(Recorded data)
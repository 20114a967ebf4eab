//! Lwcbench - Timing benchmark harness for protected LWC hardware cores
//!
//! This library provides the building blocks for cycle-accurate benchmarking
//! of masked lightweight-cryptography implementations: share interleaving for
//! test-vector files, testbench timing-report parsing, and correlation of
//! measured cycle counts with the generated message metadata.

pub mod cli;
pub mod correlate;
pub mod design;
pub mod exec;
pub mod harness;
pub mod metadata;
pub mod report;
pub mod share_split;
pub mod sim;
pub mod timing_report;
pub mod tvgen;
==
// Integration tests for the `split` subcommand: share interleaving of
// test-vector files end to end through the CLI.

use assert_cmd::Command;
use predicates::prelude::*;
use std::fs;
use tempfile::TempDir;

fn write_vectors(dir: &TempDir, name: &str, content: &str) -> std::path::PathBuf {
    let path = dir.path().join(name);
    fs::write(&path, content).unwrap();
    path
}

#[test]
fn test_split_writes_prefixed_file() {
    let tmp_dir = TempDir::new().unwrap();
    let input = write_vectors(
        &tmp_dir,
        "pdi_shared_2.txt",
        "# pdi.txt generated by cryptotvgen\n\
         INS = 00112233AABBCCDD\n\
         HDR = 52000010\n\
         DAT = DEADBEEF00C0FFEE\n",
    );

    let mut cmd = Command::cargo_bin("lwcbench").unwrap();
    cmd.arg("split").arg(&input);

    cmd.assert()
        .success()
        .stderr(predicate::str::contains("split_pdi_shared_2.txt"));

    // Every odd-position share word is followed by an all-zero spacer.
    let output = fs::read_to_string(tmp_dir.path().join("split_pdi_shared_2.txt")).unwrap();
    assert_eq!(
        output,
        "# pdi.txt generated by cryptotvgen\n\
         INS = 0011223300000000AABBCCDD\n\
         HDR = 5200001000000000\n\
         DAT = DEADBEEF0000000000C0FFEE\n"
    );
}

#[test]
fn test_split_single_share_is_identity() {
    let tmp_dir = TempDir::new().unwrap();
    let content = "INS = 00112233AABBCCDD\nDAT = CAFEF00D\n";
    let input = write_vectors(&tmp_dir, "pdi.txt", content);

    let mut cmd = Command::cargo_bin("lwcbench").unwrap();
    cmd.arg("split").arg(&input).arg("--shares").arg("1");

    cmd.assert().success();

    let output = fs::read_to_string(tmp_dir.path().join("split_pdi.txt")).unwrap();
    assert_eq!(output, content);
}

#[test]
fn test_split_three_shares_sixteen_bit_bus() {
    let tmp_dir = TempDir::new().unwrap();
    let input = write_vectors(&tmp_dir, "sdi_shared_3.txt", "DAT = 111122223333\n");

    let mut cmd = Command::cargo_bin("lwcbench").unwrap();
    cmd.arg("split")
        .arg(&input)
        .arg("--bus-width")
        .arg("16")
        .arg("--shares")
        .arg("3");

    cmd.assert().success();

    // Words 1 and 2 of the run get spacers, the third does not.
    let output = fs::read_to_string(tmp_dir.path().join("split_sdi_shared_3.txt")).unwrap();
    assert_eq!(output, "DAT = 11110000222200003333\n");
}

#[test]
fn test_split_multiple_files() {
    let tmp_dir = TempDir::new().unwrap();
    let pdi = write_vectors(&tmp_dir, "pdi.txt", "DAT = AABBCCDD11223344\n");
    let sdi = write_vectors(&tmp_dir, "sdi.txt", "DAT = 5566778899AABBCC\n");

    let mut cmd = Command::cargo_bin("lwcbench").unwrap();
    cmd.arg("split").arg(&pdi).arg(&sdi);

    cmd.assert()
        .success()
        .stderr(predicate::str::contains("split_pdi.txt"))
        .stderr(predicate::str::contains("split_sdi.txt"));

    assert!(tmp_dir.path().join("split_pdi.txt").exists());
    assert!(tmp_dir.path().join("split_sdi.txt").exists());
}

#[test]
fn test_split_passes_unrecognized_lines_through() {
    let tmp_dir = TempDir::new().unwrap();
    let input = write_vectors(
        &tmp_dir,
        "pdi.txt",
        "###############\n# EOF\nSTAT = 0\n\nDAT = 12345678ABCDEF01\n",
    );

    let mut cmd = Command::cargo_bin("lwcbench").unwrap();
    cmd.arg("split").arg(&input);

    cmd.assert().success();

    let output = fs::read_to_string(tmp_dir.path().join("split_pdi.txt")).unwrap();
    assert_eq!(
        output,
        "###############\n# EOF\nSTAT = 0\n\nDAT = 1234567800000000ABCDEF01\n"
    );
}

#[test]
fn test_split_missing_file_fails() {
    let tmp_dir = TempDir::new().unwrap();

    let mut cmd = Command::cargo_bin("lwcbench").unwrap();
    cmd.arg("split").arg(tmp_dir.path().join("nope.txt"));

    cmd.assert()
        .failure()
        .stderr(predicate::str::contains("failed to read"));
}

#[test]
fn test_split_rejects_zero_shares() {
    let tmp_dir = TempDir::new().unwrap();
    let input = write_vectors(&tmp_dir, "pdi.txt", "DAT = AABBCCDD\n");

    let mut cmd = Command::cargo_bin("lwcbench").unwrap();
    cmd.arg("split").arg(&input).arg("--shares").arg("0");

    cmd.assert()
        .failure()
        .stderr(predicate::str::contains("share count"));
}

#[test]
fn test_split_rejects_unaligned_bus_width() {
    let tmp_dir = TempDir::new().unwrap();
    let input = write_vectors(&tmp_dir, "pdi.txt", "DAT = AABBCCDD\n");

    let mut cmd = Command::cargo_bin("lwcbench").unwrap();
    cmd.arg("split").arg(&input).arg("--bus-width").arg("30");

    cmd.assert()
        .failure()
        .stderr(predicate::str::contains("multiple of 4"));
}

(Work item)
Find all lines holding the word "nDAT" in the records above and copy them.

(Written reply)
    let content = "INS = 00112233AABBCCDD\nDAT = CAFEF00D\n";
        "###############\n# EOF\nSTAT = 0\n\nDAT = 12345678ABCDEF01\n",
        "###############\n# EOF\nSTAT = 0\n\nDAT = 1234567800000000ABCDEF01\n"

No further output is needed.